The more special operations are::
BPF_XCHG
This atomically exchanges ``src_reg`` with the value addressed by ``dst_reg +
off``. ::
BPF_CMPXCHG
This atomically compares the value addressed by ``dst_reg + off`` with
``R0``. If they match it is replaced with ``src_reg``. In either case, the
value that was there before is zero-extended and loaded back to ``R0``.
Note that 1 and 2 byte atomic operations are not supported.
Clang can generate atomic instructions by default when ``-mcpu=v3`` is
enabled.

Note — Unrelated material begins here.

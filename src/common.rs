// src/common.rs

pub mod error;
pub mod formatting;
pub mod i18n;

If a lower version for ``-mcpu`` is set, the only atomic instruction
Clang can generate is ``BPF_ADD`` *without* ``BPF_FETCH``. If you need to enable
the atomics features, while keeping a lower ``-mcpu`` version, you can use
``-Xclang -target-feature -Xclang +alu32``.
You may encounter ``BPF_XADD`` - this is a legacy name for ``BPF_ATOMIC``,
referring to the exclusive-add operation encoded when the immediate field is
zero.
16-byte instructions
--------------------
eBPF has one 16-byte instruction: ``BPF_LD | BPF_DW | BPF_IMM`` which consists
of two consecutive ``struct bpf_insn`` 8-byte blocks and interpreted as single
instruction that loads 64-bit immediate value into a dst_reg.